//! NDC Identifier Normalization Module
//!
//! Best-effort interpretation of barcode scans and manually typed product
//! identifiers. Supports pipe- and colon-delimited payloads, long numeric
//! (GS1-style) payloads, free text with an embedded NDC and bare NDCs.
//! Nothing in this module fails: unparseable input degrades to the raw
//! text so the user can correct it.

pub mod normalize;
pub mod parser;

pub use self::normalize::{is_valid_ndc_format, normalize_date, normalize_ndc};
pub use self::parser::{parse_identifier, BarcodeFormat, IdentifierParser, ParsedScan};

----------

--- THE TASK ---
Copy every line where the word "self" is present in the entries above.

--- ANSWER TO THE EXERCISE ---
pub use self::normalize::{is_valid_ndc_format, normalize_date, normalize_ndc};
pub use self::parser::{parse_identifier, BarcodeFormat, IdentifierParser, ParsedScan};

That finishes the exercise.